药老见自家侄子这么不给自己脸,气得吹胡子瞪眼地开口道,
“谁稀罕你家人参,你跟你家人身过去吧,我要人参,有的是!哼!”还心虚的偷偷瞄了一眼穆北渊,见其没啥反应才放下心来,本来他看了人参之后是有心思偷偷拿走的,可奈何有人说他有人参田啊。
“苏掌柜,您没有必要……如此紧张吧,人参虽然有些贵,但也不至于这么稀缺吧。”宋柠栀好心劝慰道。
“简直不知所谓!”苏掌柜愤怒地瞪着宋柠栀,又一脸防贼似的看着药老。
“不许跟过来啊!”苏掌柜抱着他宝贝人参一甩衣袖,跑到里屋去了,估计是去哪个小格子里锁上了。
药老在后面气呼呼地说,“谁稀罕!”
宋柠栀有些傻眼,早知道俩人会这么掐架,她当初就应该再多挖一个啊!
待苏掌柜藏好了人参,面带歉意的走了过来,温和的开口道,“抱歉各位久等了,小姐您剩下的药草,稍等片刻,容我仔细看一下,然后给您单独算钱。”
宋柠栀嘴角抽搐,刚那个人是他吗?他不会有人格分裂吧。
药草分拣是需要有秤砣的,苏掌柜带着宋柠栀跟穆北渊来到了药院,药老则根据穆北渊留下的地址抽身离开了。
……
刚她不是没来过储存药草的地方,但刚她去的是前院,前院一格一格的全是药草,好多药童分门别类的拿去药草。现在来的是后面,也有好多药童在忙碌,但是他们多数在晾晒药草,有的在切割药草。
突然燃气的一堆艾草,引起了宋柠栀的注意,拉了拉穆北渊的衣袖开口道,“这还没到傍晚,他们就要熏蚊子?……”

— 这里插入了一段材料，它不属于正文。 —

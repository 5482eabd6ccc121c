//! Multi-valued fields exploded into child rows: symptom links, test slots, dose slots.

use chrono::NaiveDate;
use std::collections::{HashMap, HashSet};

use crate::{clean::clean_code, notification::WorkingSet};

const SYMPTOM_DELIMITER: char = ',';

#[derive(Debug, Clone, Default, PartialEq, Eq)]
pub struct SymptomExpansion {
    /// Distinct symptom names in first-seen order.
    pub dictionary: Vec<String>,
    /// One (notification, symptom name) pair per token, duplicates included.
    pub mentions: Vec<(i64, String)>,
}

#[derive(Debug, Clone, PartialEq, Eq)]
pub struct LabTestRow {
    pub notificacao_id: i64,
    pub numero_sequencial: i64,
    pub tipo_teste: String,
    pub fabricante_teste: Option<String>,
    pub resultado_teste: Option<String>,
    pub estado_teste: Option<String>,
    pub data_coleta: Option<NaiveDate>,
}

#[derive(Debug, Clone, PartialEq, Eq)]
pub struct VaccineDoseRow {
    pub notificacao_id: i64,
    pub dose_numero: i64,
    pub data_aplicacao: NaiveDate,
    pub laboratorio: Option<String>,
    pub lote: Option<String>,
}

pub fn split_symptoms(text: &str) -> impl Iterator<Item = &str> {
    text.split(SYMPTOM_DELIMITER)
        .map(str::trim)
        .filter(|token| !token.is_empty())
}

pub fn expand_symptoms(working: &WorkingSet<'_>) -> SymptomExpansion {
    let mut seen = HashSet::new();
    let mut expansion = SymptomExpansion::default();
    for record in working.records() {
        let Some(text) = record.sintomas.as_deref() else {
            continue;
        };
        for token in split_symptoms(text) {
            if seen.insert(token.to_string()) {
                expansion.dictionary.push(token.to_string());
            }
            expansion
                .mentions
                .push((record.notificacao_id, token.to_string()));
        }
    }
    expansion
}

/// Resolves mentions against store-assigned symptom ids. Repeated mentions of the same
/// symptom on one notification collapse into a single link.
pub fn symptom_links(
    mentions: &[(i64, String)],
    symptom_ids: &HashMap<String, i64>,
) -> Vec<(i64, i64)> {
    let mut seen = HashSet::new();
    mentions
        .iter()
        .filter_map(|(notificacao_id, name)| {
            symptom_ids
                .get(name)
                .map(|sintoma_id| (*notificacao_id, *sintoma_id))
        })
        .filter(|link| seen.insert(*link))
        .collect()
}

/// Slot-major concatenation of the four test groups. A slot counts as a test when it
/// carries a test type; the collection date is optional.
pub fn expand_tests(working: &WorkingSet<'_>) -> Vec<LabTestRow> {
    let mut rows = Vec::new();
    for slot in 0..crate::constants::TEST_SLOTS {
        for record in working.records() {
            let test = &record.tests[slot];
            let Some(tipo_teste) = clean_code(test.tipo.as_deref()) else {
                continue;
            };
            rows.push(LabTestRow {
                notificacao_id: record.notificacao_id,
                numero_sequencial: slot as i64 + 1,
                tipo_teste,
                fabricante_teste: clean_code(test.fabricante.as_deref()),
                resultado_teste: clean_code(test.resultado.as_deref()),
                estado_teste: clean_code(test.estado.as_deref()),
                data_coleta: test.data_coleta,
            });
        }
    }
    rows
}

/// Slot-major concatenation of the two dose groups. Without an application date there
/// is no evidence the dose happened, so the slot is skipped.
pub fn expand_doses(working: &WorkingSet<'_>) -> Vec<VaccineDoseRow> {
    let mut rows = Vec::new();
    for slot in 0..crate::constants::DOSE_SLOTS {
        for record in working.records() {
            let dose = &record.doses[slot];
            let Some(data_aplicacao) = dose.data_aplicacao else {
                continue;
            };
            rows.push(VaccineDoseRow {
                notificacao_id: record.notificacao_id,
                dose_numero: slot as i64 + 1,
                data_aplicacao,
                laboratorio: dose.laboratorio.clone(),
                lote: dose.lote.clone(),
            });
        }
    }
    rows
}

#[cfg(test)]
mod tests {
    use super::*;
    use crate::{
        geo::Municipality,
        notification::{MunicipalitySet, select_notifications},
        record::{DoseSlot, PlaceRef, RawRecord, TestSlot},
    };

    fn placed(id: i64) -> RawRecord {
        RawRecord {
            notificacao_id: id,
            notification_place: PlaceRef {
                code: Some("1501402".to_string()),
                name: Some("Belém".to_string()),
            },
            ..RawRecord::default()
        }
    }

    fn municipalities() -> MunicipalitySet {
        MunicipalitySet::from_dimension(&[Municipality {
            code: 1_501_402,
            name: Some("Belém".to_string()),
            state_code: 15,
        }])
    }

    #[test]
    fn symptoms_split_trim_and_deduplicate() {
        let mut first = placed(1);
        first.sintomas = Some("Febre, Tosse,Febre, ".to_string());
        let mut second = placed(2);
        second.sintomas = Some(" Dispneia ,Tosse".to_string());
        let mut dropped = placed(3);
        dropped.notification_place.code = None;
        dropped.sintomas = Some("Coriza".to_string());
        let records = vec![first, second, dropped];

        let (_, working) = select_notifications(&records, &municipalities());
        let expansion = expand_symptoms(&working);
        assert_eq!(expansion.dictionary, vec!["Febre", "Tosse", "Dispneia"]);
        assert_eq!(expansion.mentions.len(), 5);

        let ids: HashMap<String, i64> = [("Febre", 10), ("Tosse", 11), ("Dispneia", 12)]
            .into_iter()
            .map(|(n, id)| (n.to_string(), id))
            .collect();
        let links = symptom_links(&expansion.mentions, &ids);
        assert_eq!(links, vec![(1, 10), (1, 11), (2, 12), (2, 11)]);
    }

    #[test]
    fn tests_need_a_type_but_not_a_date() {
        let mut record = placed(1);
        record.tests[0] = TestSlot {
            tipo: Some("2.0".to_string()),
            resultado: Some("1.0".to_string()),
            ..TestSlot::default()
        };
        record.tests[2] = TestSlot {
            fabricante: Some("7".to_string()),
            data_coleta: NaiveDate::from_ymd_opt(2021, 3, 1),
            ..TestSlot::default()
        };
        record.tests[3] = TestSlot {
            tipo: Some("RT-PCR".to_string()),
            data_coleta: NaiveDate::from_ymd_opt(2021, 3, 2),
            ..TestSlot::default()
        };
        let records = vec![record];
        let (_, working) = select_notifications(&records, &municipalities());

        let rows = expand_tests(&working);
        assert_eq!(rows.len(), 2);
        assert_eq!(rows[0].numero_sequencial, 1);
        assert_eq!(rows[0].tipo_teste, "2");
        assert_eq!(rows[0].resultado_teste.as_deref(), Some("1"));
        assert_eq!(rows[0].data_coleta, None);
        assert_eq!(rows[1].numero_sequencial, 4);
        assert_eq!(rows[1].tipo_teste, "RT-PCR");
    }

    #[test]
    fn doses_need_an_application_date() {
        let mut record = placed(1);
        record.doses[0] = DoseSlot {
            data_aplicacao: NaiveDate::from_ymd_opt(2021, 5, 1),
            laboratorio: Some("Butantan".to_string()),
            lote: Some("A1".to_string()),
        };
        record.doses[1] = DoseSlot {
            data_aplicacao: None,
            laboratorio: Some("Butantan".to_string()),
            lote: None,
        };
        let records = vec![record];
        let (_, working) = select_notifications(&records, &municipalities());

        let rows = expand_doses(&working);
        assert_eq!(rows.len(), 1);
        assert_eq!(rows[0].dose_numero, 1);
        assert_eq!(rows[0].laboratorio.as_deref(), Some("Butantan"));
    }
}
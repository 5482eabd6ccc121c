use clap::{Parser, Subcommand};
use std::path::PathBuf;

use crate::constants::{DEFAULT_EXPORT_PATH, DEFAULT_INPUT_PATH};

/// Normalize e-SUS COVID-19 notifications into SQLite and export the analytic dataset.
#[derive(Debug, Parser)]
#[command(name = "esus_pipeline")]
pub struct Args {
    #[command(subcommand)]
    pub cmd: Command,
}

#[derive(Debug, Subcommand)]
pub enum Command {
    /// Read the raw line-list, reconcile IBGE codes and insert every entity into the store.
    Load(LoadArgs),
    /// Flatten the store back into one record per notification and write the dataset.
    Export(ExportArgs),
}

#[derive(clap::Args, Debug, Clone)]
pub struct LoadArgs {
    /// Raw notification CSV.
    #[arg(long, default_value = DEFAULT_INPUT_PATH)]
    pub input_path: PathBuf,

    /// Field delimiter of the raw CSV.
    #[arg(long, default_value_t = ',')]
    pub delimiter: char,

    /// SQLite database path. Overrides DB_PATH / DB_DIR + DB_NAME from the environment.
    #[arg(long)]
    pub db_path: Option<PathBuf>,

    /// Delete the database file before loading.
    ///
    /// The load is append-only, so re-running against a populated store duplicates rows
    /// (or trips a uniqueness constraint). Use this to start from a clean store.
    #[arg(long, default_value_t = false)]
    pub reset_db: bool,

    /// Skip the CREATE TABLE IF NOT EXISTS pass (store schema is provisioned externally).
    #[arg(long, default_value_t = false)]
    pub no_init_schema: bool,

    /// Optional path for a JSON summary of per-stage counts.
    #[arg(long)]
    pub report_json: Option<PathBuf>,
}

#[derive(clap::Args, Debug, Clone)]
pub struct ExportArgs {
    /// SQLite database path. Overrides DB_PATH / DB_DIR + DB_NAME from the environment.
    #[arg(long)]
    pub db_path: Option<PathBuf>,

    /// Output path (.csv or .parquet).
    #[arg(long, default_value = DEFAULT_EXPORT_PATH)]
    pub output_path: PathBuf,

    /// Write an empty dataset instead of failing when no notification qualifies.
    #[arg(long, default_value_t = false)]
    pub allow_empty: bool,
}
impl Store {
    pub fn open(path: &Path) -> Result<Self> {
        ensure_parent_dir(path)?;
        let conn = Connection::open(path)
            .with_context(|| format!("Failed opening store {}", path.display()))?;
        Self::from_connection(conn)
            .with_context(|| format!("Store {} is not usable", path.display()))
    }

    /// Opens a store that must already exist, without write access. Nothing is created
    /// when the path is wrong.
    pub fn open_read_only(path: &Path) -> Result<Self> {
        anyhow::ensure!(path.is_file(), "Store {} does not exist", path.display());
        let conn = Connection::open_with_flags(path, OpenFlags::SQLITE_OPEN_READ_ONLY)
            .with_context(|| format!("Failed opening store {} read-only", path.display()))?;
        Self::from_connection(conn)
            .with_context(|| format!("Store {} is not usable", path.display()))
    }

    pub fn open_in_memory() -> Result<Self> {
        let conn = Connection::open_in_memory().context("Failed opening in-memory store")?;
        Self::from_connection(conn)
    }

    fn from_connection(conn: Connection) -> Result<Self> {
        conn.execute_batch("PRAGMA foreign_keys = ON;")
            .context("Failed enabling foreign key enforcement")?;
        conn.query_row("SELECT 1", [], |row| row.get::<_, i64>(0))
            .context("Store connectivity check failed")?;
        Ok(Self { conn })
    }

    pub fn init_schema(&self) -> Result<()> {
        self.conn
            .execute_batch(SCHEMA_SQL)
            .context("Failed initializing store schema")
    }

    pub fn conn(&self) -> &Connection {
        &self.conn
    }

    pub fn count_rows(&self, table: &str) -> Result<i64> {
        self.conn
            .query_row(&format!("SELECT COUNT(*) FROM {table}"), [], |row| row.get(0))
            .with_context(|| format!("Failed counting rows in {table}"))
    }

    fn bulk_insert<T>(
        &mut self,
        table: &str,
        sql: &str,
        rows: &[T],
        mut bind: impl FnMut(&mut Statement<'_>, &T) -> rusqlite::Result<usize>,
    ) -> Result<usize> {
        if rows.is_empty() {
            return Ok(0);
        }

        let progress = stage_progress(table, rows.len());
        let tx = self
            .conn
            .transaction()
            .with_context(|| format!("Failed starting {table} transaction"))?;
        let mut stmt = tx
            .prepare(sql)
            .with_context(|| format!("Failed preparing {table} insert statement"))?;
        for (position, row) in rows.iter().enumerate() {
            bind(&mut stmt, row)
                .with_context(|| format!("Failed inserting row {} into {table}", position + 1))?;
            progress.inc(1);
        }
        drop(stmt);
        tx.commit()
            .with_context(|| format!("Failed committing {table} transaction"))?;
        progress.finish_and_clear();
        Ok(rows.len())
    }

    pub fn insert_states(&mut self, states: &[StateInfo]) -> Result<usize> {
        self.bulk_insert(
            "estado",
            "INSERT INTO estado (estado_ibge, nome, sigla) VALUES (?1, ?2, ?3)",
            states,
            |stmt, s| stmt.execute(params![s.code, s.name, s.uf]),
        )
    }

    pub fn insert_municipalities(&mut self, municipalities: &[Municipality]) -> Result<usize> {
        self.bulk_insert(
            "municipio",
            "INSERT INTO municipio (municipio_ibge, nome, estado_ibge) VALUES (?1, ?2, ?3)",
            municipalities,
            |stmt, m| stmt.execute(params![m.code, m.name, m.state_code]),
        )
    }

    pub fn insert_notifications(&mut self, rows: &[NotificationRow]) -> Result<usize> {
        self.bulk_insert(
            "notificacao",
            "
            INSERT INTO notificacao (
                notificacao_id,
                source_id,
                data_notificacao,
                municipio_notificacao_ibge,
                estado_notificacao_ibge,
                excluido,
                validado
            ) VALUES (?1, ?2, ?3, ?4, ?5, ?6, ?7)
            ",
            rows,
            |stmt, n| {
                stmt.execute(params![
                    n.notificacao_id,
                    n.source_id,
                    n.data_notificacao,
                    n.municipio_notificacao_ibge,
                    n.estado_notificacao_ibge,
                    n.excluido,
                    n.validado,
                ])
            },
        )
    }

    pub fn insert_demographics(&mut self, rows: &[DemographicsRow]) -> Result<usize> {
        self.bulk_insert(
            "dados_demograficos",
            "
            INSERT INTO dados_demograficos (
                notificacao_id,
                idade,
                sexo,
                raca_cor,
                is_profissional_saude,
                is_profissional_seguranca,
                cbo,
                pertence_comunidade_tradicional
            ) VALUES (?1, ?2, ?3, ?4, ?5, ?6, ?7, ?8)
            ",
            rows,
            |stmt, d| {
                stmt.execute(params![
                    d.notificacao_id,
                    d.idade,
                    d.sexo,
                    d.raca_cor,
                    d.is_profissional_saude,
                    d.is_profissional_seguranca,
                    d.cbo,
                    d.pertence_comunidade_tradicional,
                ])
            },
        )
    }

    pub fn insert_clinical(&mut self, rows: &[ClinicalRow]) -> Result<usize> {
        self.bulk_insert(
            "dados_clinicos",
            "
            INSERT INTO dados_clinicos (
                notificacao_id,
                data_inicio_sintomas,
                data_encerramento,
                classificacao_final,
                evolucao_caso,
                total_testes_realizados,
                outros_sintomas,
                outras_condicoes
            ) VALUES (?1, ?2, ?3, ?4, ?5, ?6, ?7, ?8)
            ",
            rows,
            |stmt, c| {
                stmt.execute(params![
                    c.notificacao_id,
                    c.data_inicio_sintomas,
                    c.data_encerramento,
                    c.classificacao_final,
                    c.evolucao_caso,
                    c.total_testes_realizados,
                    c.outros_sintomas,
                    c.outras_condicoes,
                ])
            },
        )
    }

    pub fn insert_strategy(&mut self, rows: &[StrategyRow]) -> Result<usize> {
        self.bulk_insert(
            "dados_gestao_estrategia",
            "
            INSERT INTO dados_gestao_estrategia (
                notificacao_id,
                codigo_estrategia_covid,
                codigo_busca_ativa_assintomatico,
                outro_busca_ativa_assintomatico,
                codigo_triagem_populacao_especifica,
                outro_triagem_populacao_especifica,
                codigo_local_realizacao_testagem,
                outro_local_realizacao_testagem
            ) VALUES (?1, ?2, ?3, ?4, ?5, ?6, ?7, ?8)
            ",
            rows,
            |stmt, s| {
                stmt.execute(params![
                    s.notificacao_id,
                    s.codigo_estrategia_covid,
                    s.codigo_busca_ativa_assintomatico,
                    s.outro_busca_ativa_assintomatico,
                    s.codigo_triagem_populacao_especifica,
                    s.outro_triagem_populacao_especifica,
                    s.codigo_local_realizacao_testagem,
                    s.outro_local_realizacao_testagem,
                ])
            },
        )
    }

    pub fn insert_epidemiological(&mut self, rows: &[EpidemiologicalRow]) -> Result<usize> {
        self.bulk_insert(
            "dados_epidemiologicos",
            "
            INSERT INTO dados_epidemiologicos (
                notificacao_id,
                origem_dados,
                municipio_residencia_ibge,
                estado_residencia_ibge
            ) VALUES (?1, ?2, ?3, ?4)
            ",
            rows,
            |stmt, e| {
                stmt.execute(params![
                    e.notificacao_id,
                    e.origem_dados,
                    e.municipio_residencia_ibge,
                    e.estado_residencia_ibge,
                ])
            },
        )
    }

    pub fn insert_symptoms(&mut self, names: &[String]) -> Result<usize> {
        self.bulk_insert(
            "sintoma",
            "INSERT INTO sintoma (nome) VALUES (?1)",
            names,
            |stmt, name| stmt.execute([name]),
        )
    }

    /// Ids the store assigned to the symptom dictionary.
    pub fn symptom_ids(&self) -> Result<HashMap<String, i64>> {
        let mut stmt = self
            .conn
            .prepare("SELECT sintoma_id, nome FROM sintoma")
            .context("Failed preparing symptom id lookup")?;
        let mut rows = stmt.query([]).context("Failed querying symptom ids")?;
        let mut ids = HashMap::new();
        while let Some(row) = rows.next().context("Failed iterating symptom ids")? {
            let id: i64 = row.get(0).context("Failed reading sintoma_id")?;
            let name: String = row.get(1).context("Failed reading symptom name")?;
            ids.insert(name, id);
        }
        Ok(ids)
    }

    pub fn insert_symptom_links(&mut self, links: &[(i64, i64)]) -> Result<usize> {
        self.bulk_insert(
            "notificacao_sintoma",
            "INSERT INTO notificacao_sintoma (notificacao_id, sintoma_id) VALUES (?1, ?2)",
            links,
            |stmt, (notificacao_id, sintoma_id)| stmt.execute(params![notificacao_id, sintoma_id]),
        )
    }

    pub fn insert_lab_tests(&mut self, rows: &[LabTestRow]) -> Result<usize> {
        self.bulk_insert(
            "teste_laboratorial",
            "
            INSERT INTO teste_laboratorial (
                notificacao_id,
                numero_sequencial,
                tipo_teste,
                fabricante_teste,
                resultado_teste,
                estado_teste,
                data_coleta
            ) VALUES (?1, ?2, ?3, ?4, ?5, ?6, ?7)
            ",
            rows,
            |stmt, t| {
                stmt.execute(params![
                    t.notificacao_id,
                    t.numero_sequencial,
                    t.tipo_teste,
                    t.fabricante_teste,
                    t.resultado_teste,
                    t.estado_teste,
                    t.data_coleta,
                ])
            },
        )
    }

    pub fn insert_vaccine_doses(&mut self, rows: &[VaccineDoseRow]) -> Result<usize> {
        self.bulk_insert(
            "vacina_aplicada",
            "
            INSERT INTO vacina_aplicada (
                notificacao_id,
                dose_numero,
                data_aplicacao,
                laboratorio,
                lote
            ) VALUES (?1, ?2, ?3, ?4, ?5)
            ",
            rows,
            |stmt, v| {
                stmt.execute(params![
                    v.notificacao_id,
                    v.dose_numero,
                    v.data_aplicacao,
                    v.laboratorio,
                    v.lote,
                ])
            },
        )
    }
}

还没等她说完,一大汉把一条弯曲的腿架在火上烤,旁边还有人不断翻动他的身体,有时候还把燃烧着的艾草举到他腿上……
看的宋柠栀一愣一愣的,这不会是传说中的食人部落吧!
“嘶……嘶嘶……啊……嘶嘶……”大汉痛的是龇牙咧嘴,脖子上的青筋条条分明,硬朗的面容都变形。
“您别动啊,我们坚持不住了!”一伙计恼火地开口道。
吓得宋柠栀躲在穆北渊的后背,只露出两只亮晶晶的大眼睛眨呀眨的,生怕一根不留神,她也被人抓了烤肉,这古代卖个人参都要送命啊!
“没见过?这叫炙,一种治疗手段,因阳气不足,而邪风或湿毒入体之人会出现阴雨天腿或者其他关节疼痛,从而采取的一种治疗手段。”穆北渊一本正经地解释道。
“风湿,类风湿?关节肿大或者变形,平时没事儿,阴雨天会疼痛,雨越大越疼,冬天更甚?”宋柠栀眨巴眨巴眼睛问道。
“嗯。”穆北渊已经习惯了她这样一点就透,时不时还能蹦出一点惊喜来。
“姑娘你想学吗?你可以来咱们这里当学徒,我亲自授课。”空气中弥漫着宋柠栀背篓里摘着的三七淡淡的香味,还有其他草药的味道。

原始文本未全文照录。